しかし腎機能が低下した患者に長期間ヒドロモルフォンを使用して神経興奮を生じた報告がみられる5–7).これらの報告例ではヒドロモルフォンの使用量がOMEDD 1,000 mgから12,000 mgと非常に多く使用期間も10日以上である.Kullgrenらはホスピスでのヒドロモルフォン誘発性神経興奮の発生率は6.4%と報告し,発生要因として使用量,クレアチニンレベル,転移巣を挙げている.神経興奮の症状は振戦,ミオクローヌス,興奮,見当識障害などがある5).

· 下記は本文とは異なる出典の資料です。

//! # tessera
//!
//! Route registration and dispatch for JSON HTTP APIs.
//!
//! You hand tessera a table of method → path → [`Endpoint`]. It freezes the
//! table and wraps every handler with the same cross-cutting behaviour:
//!
//! - CORS and security headers on every routed response, HSTS under TLS
//! - per-segment path validation with regular expressions ([`Matcher`])
//! - status and byte-count capture ([`writer::InstrumentedWriter`])
//! - one structured access-log record per request ([`access_log`])
//! - synthesised `OPTIONS` answers, `404` and `405` with JSON envelopes
//!
//! Handler failures are a closed set ([`ApiError`]) normalised to statuses
//! and a uniform JSON error body by [`reply`].
//!
//! ## Quick start
//!
//! ```rust,no_run
//! use http::{Method, StatusCode};
//! use tessera::{ApiError, Endpoint, Request, Response, Router, Routes, Server, reply};
//!
//! #[tokio::main]
//! async fn main() -> Result<(), tessera::Error> {
//!     let router = Router::setup(
//!         Routes::new()
//!             .on(Method::GET,  "/items/:id", Endpoint::new(get_item).with_matcher(["^[0-9]+$"]))
//!             .on(Method::POST, "/items",     Endpoint::new(create_item)),
//!     )?;
//!
//!     Server::bind("0.0.0.0:3000").serve(router).await
//! }
//!
//! #[derive(serde::Serialize, serde::Deserialize)]
//! struct Item { id: u64, name: String }
//!
//! async fn get_item(req: Request) -> Response {
//!     match req.param("id").and_then(|id| id.parse::<u64>().ok()) {
//!         Some(42) => reply::respond(Some(&Item { id: 42, name: "lamp".into() }), None, StatusCode::OK, None),
//!         _ => reply::error(ApiError::NotFound),
//!     }
//! }
//!
//! async fn create_item(req: Request) -> Response {
//!     let Ok(item) = req.json::<Item>() else {
//!         return reply::bad_request("body is not an item");
//!     };
//!     let location = reply::location(&["/items", &item.id.to_string()]);
//!     reply::respond(Some(&item), None, StatusCode::CREATED, Some(&location))
//! }
//! ```

mod error;
mod handler;
mod matcher;
mod request;
mod response;
mod router;
mod server;

pub mod access_log;
pub mod config;
pub mod logging;
pub mod reply;
pub mod tls;
pub mod writer;

pub use config::ServerConfig;
pub use error::{ApiError, Error};
pub use handler::Handler;
pub use matcher::Matcher;
pub use request::{Params, Request};
pub use response::{IntoResponse, Response, ResponseBuilder};
pub use router::{DEFAULT_BODY_LIMIT, Endpoint, Router, Routes};
pub use server::{Server, ShutdownHandle};
pub use tls::TlsConfig;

齧歯類での動物実験でH3G,M3Gは共に神経興奮作用が証明されているが,H3Gの神経興奮作用はM3Gよりも2.5倍強力である8).腎機能低下例ではH3Gが蓄積し腎機能正常者と比較すると4倍であったとBabulらは報告している9).H3G自体の代謝推移は不明であるが,ヒドロモルフォンからフェンタニル,メサドンなどに変更すれば神経興奮は数時間から数日で消退する10).本症例ではモルヒネに変更したが,ヒトでのM3Gによる神経興奮は明らかではないとする報告もある11).腎機能症例へのモルヒネの使用は,少量から持続皮下注射で行い注意深く観察すれば,調節が容易であり許容されると考えている.

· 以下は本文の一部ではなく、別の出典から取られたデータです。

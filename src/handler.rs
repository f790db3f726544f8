//! Endpoint handlers and their type erasure.
//!
//! A handler is an async function in one of two shapes:
//!
//! ```text
//! async fn get_item(req: Request) -> impl IntoResponse
//! async fn get_item(req: Request, params: Params) -> impl IntoResponse
//! ```
//!
//! The dispatcher always hands over the decoded path parameters separately
//! from the request. Single-argument handlers find them on the request
//! instead ([`Request::param`]).
//!
//! The route table stores every endpoint behind one `Arc<dyn ErasedHandler>`,
//! so the `Args` marker on [`Handler`] exists only to keep the two blanket
//! impls apart; it is resolved at registration and never seen again.

use std::future::Future;
use std::pin::Pin;
use std::sync::Arc;

use crate::request::{Params, Request};
use crate::response::{IntoResponse, Response};

pub(crate) type BoxFuture = Pin<Box<dyn Future<Output = Response> + Send + 'static>>;

#[doc(hidden)]
pub trait ErasedHandler: Send + Sync + 'static {
    fn call(&self, req: Request, params: Params) -> BoxFuture;
}

#[doc(hidden)]
pub type BoxedHandler = Arc<dyn ErasedHandler>;

/// Implemented for every function that can serve an [`Endpoint`](crate::Endpoint).
///
/// Sealed: only the shapes listed in the module docs qualify.
pub trait Handler<Args>: private::Sealed<Args> + Send + Sync + 'static {
    #[doc(hidden)]
    fn into_boxed_handler(self) -> BoxedHandler;
}

mod private {
    pub trait Sealed<Args> {}
}

struct RequestOnly<F>(F);
struct WithParams<F>(F);

impl<F, Fut, R> private::Sealed<(Request,)> for F
where
    F: Fn(Request) -> Fut + Send + Sync + 'static,
    Fut: Future<Output = R> + Send + 'static,
    R: IntoResponse,
{
}

impl<F, Fut, R> Handler<(Request,)> for F
where
    F: Fn(Request) -> Fut + Send + Sync + 'static,
    Fut: Future<Output = R> + Send + 'static,
    R: IntoResponse,
{
    fn into_boxed_handler(self) -> BoxedHandler {
        Arc::new(RequestOnly(self))
    }
}

impl<F, Fut, R> ErasedHandler for RequestOnly<F>
where
    F: Fn(Request) -> Fut + Send + Sync + 'static,
    Fut: Future<Output = R> + Send + 'static,
    R: IntoResponse,
{
    fn call(&self, req: Request, params: Params) -> BoxFuture {
        let fut = (self.0)(req.with_params(params));
        Box::pin(async move { fut.await.into_response() })
    }
}

impl<F, Fut, R> private::Sealed<(Request, Params)> for F
where
    F: Fn(Request, Params) -> Fut + Send + Sync + 'static,
    Fut: Future<Output = R> + Send + 'static,
    R: IntoResponse,
{
}

impl<F, Fut, R> Handler<(Request, Params)> for F
where
    F: Fn(Request, Params) -> Fut + Send + Sync + 'static,
    Fut: Future<Output = R> + Send + 'static,
    R: IntoResponse,
{
    fn into_boxed_handler(self) -> BoxedHandler {
        Arc::new(WithParams(self))
    }
}

impl<F, Fut, R> ErasedHandler for WithParams<F>
where
    F: Fn(Request, Params) -> Fut + Send + Sync + 'static,
    Fut: Future<Output = R> + Send + 'static,
    R: IntoResponse,
{
    fn call(&self, req: Request, params: Params) -> BoxFuture {
        let fut = (self.0)(req.with_params(params.clone()), params);
        Box::pin(async move { fut.await.into_response() })
    }
}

2020年の日本緩和医療学会のガイドラインでもeGFR 30 ml/min未満の腎機能低下症例でのヒドロモルフォンの使用に注意が喚起された12).
Coluzziらは腎機能低下別のヒドロモルフォンの用量を,軽度では正常者の100%量,中等度では50%量,高度では25%量を,注意深く観察して使用することを推奨している13).
中等度の腎機能障害の患者に短期間ヒドロモルフォン持続皮下注射を使用し,神経興奮を生じた症例を経験した.腎機能低下症例でのヒドロモルフォン使用には少量短期間であっても神経毒性に対する注意が必要である.
本症例の要旨は,日本ペインクリニック学会第56回大会(2022年7月,東京)において発表した.